Stored items
= = = =

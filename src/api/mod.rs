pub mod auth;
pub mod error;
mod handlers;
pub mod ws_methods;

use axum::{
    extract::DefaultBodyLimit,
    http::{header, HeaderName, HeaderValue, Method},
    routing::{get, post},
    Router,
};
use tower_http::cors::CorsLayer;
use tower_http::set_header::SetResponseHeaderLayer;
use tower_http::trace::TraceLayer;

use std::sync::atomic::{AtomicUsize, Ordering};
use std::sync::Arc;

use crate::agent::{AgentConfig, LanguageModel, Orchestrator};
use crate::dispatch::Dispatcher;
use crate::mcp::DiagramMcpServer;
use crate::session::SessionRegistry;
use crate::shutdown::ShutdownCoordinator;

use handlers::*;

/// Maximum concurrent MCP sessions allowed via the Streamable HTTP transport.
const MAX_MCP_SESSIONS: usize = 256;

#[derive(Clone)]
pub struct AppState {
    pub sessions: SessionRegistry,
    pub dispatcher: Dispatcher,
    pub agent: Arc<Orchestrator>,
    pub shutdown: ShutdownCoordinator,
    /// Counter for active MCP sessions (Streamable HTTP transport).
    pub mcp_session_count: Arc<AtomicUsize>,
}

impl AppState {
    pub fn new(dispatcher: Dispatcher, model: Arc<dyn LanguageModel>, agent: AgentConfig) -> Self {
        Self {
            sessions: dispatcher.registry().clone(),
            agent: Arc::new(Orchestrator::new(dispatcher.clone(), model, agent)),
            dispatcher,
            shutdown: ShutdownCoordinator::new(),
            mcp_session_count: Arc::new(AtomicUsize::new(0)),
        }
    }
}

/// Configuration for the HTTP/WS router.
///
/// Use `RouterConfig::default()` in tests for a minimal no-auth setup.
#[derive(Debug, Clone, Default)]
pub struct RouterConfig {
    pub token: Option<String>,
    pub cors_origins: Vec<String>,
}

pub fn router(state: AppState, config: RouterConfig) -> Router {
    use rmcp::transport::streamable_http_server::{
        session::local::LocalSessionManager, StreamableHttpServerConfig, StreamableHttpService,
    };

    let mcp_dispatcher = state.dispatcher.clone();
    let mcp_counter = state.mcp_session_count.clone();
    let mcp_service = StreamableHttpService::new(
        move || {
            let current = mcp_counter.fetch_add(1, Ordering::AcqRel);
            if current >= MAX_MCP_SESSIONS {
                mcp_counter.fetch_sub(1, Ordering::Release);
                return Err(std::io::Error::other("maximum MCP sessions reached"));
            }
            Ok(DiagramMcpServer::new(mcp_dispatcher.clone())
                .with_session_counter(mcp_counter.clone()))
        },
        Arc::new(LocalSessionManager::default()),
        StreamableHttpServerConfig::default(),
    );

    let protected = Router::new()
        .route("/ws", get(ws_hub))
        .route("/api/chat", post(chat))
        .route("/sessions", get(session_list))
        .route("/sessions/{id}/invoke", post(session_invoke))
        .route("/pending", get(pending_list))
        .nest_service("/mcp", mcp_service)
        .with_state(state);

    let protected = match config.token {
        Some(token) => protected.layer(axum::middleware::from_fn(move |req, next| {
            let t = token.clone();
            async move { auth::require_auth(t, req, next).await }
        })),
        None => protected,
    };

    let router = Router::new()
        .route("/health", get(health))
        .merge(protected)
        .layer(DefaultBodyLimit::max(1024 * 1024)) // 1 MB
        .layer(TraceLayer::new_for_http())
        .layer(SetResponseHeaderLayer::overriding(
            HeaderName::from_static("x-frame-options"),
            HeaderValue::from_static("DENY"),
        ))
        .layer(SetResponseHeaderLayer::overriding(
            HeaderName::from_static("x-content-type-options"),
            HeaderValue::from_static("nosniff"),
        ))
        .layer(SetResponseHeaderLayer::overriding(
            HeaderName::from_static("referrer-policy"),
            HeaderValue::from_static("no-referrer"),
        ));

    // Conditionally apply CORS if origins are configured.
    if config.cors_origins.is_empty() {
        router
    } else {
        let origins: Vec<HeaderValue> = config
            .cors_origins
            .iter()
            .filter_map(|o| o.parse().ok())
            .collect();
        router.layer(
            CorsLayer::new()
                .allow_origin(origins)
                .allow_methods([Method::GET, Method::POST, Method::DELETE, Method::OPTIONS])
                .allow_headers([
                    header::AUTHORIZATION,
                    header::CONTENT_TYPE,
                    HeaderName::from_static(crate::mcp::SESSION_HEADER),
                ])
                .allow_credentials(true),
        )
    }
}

= = = =

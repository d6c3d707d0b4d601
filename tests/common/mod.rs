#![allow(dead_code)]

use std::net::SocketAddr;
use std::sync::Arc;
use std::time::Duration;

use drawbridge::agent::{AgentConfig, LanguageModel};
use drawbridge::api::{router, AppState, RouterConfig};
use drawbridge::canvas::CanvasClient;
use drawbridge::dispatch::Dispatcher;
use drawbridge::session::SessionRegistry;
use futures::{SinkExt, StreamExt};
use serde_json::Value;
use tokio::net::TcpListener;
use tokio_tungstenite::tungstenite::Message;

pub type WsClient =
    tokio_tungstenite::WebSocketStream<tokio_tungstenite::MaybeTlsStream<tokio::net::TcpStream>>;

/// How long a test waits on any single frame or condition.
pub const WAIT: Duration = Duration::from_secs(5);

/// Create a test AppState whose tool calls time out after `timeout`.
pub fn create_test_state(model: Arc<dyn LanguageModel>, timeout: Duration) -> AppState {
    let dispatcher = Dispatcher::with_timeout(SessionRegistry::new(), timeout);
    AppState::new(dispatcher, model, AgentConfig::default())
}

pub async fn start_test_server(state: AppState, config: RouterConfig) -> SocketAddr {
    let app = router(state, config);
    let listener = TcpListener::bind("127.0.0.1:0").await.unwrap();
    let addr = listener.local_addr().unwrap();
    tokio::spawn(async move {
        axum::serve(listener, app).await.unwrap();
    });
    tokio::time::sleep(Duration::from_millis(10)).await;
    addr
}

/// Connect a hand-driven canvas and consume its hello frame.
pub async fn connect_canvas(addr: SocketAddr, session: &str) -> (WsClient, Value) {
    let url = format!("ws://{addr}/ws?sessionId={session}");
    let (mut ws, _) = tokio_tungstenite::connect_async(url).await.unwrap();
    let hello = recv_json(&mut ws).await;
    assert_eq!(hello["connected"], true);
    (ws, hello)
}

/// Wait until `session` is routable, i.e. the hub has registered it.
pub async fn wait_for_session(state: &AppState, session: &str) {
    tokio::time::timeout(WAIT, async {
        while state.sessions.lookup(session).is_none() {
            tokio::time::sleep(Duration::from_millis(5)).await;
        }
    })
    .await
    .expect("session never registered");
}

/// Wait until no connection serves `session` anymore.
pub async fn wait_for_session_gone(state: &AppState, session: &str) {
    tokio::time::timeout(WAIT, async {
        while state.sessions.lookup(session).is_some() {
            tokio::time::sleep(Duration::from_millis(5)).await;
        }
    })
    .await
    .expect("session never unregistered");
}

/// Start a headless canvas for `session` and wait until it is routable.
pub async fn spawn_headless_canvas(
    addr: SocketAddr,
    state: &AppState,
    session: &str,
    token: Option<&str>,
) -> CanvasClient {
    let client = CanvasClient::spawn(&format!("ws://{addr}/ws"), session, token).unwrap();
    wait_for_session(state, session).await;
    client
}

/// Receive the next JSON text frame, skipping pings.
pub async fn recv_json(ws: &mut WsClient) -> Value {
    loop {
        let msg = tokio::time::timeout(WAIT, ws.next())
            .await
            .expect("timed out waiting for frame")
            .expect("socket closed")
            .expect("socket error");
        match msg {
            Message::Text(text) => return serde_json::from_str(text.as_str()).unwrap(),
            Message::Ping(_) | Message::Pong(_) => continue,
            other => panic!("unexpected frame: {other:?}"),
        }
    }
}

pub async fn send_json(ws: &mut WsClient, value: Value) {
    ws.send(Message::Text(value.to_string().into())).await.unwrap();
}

= = = =

AIM OF THE TASK
Using the data above, print exactly the lines from the line that contains "filename src/api/mod.rs" through the line that contains "use crate::dispatch::Dispatcher;", with both included.

REPLY
filename src/api/mod.rs
pub mod auth;
pub mod error;
mod handlers;
pub mod ws_methods;

use axum::{
    extract::DefaultBodyLimit,
    http::{header, HeaderName, HeaderValue, Method},
    routing::{get, post},
    Router,
};
use tower_http::cors::CorsLayer;
use tower_http::set_header::SetResponseHeaderLayer;
use tower_http::trace::TraceLayer;

use std::sync::atomic::{AtomicUsize, Ordering};
use std::sync::Arc;

use crate::agent::{AgentConfig, LanguageModel, Orchestrator};
use crate::dispatch::Dispatcher;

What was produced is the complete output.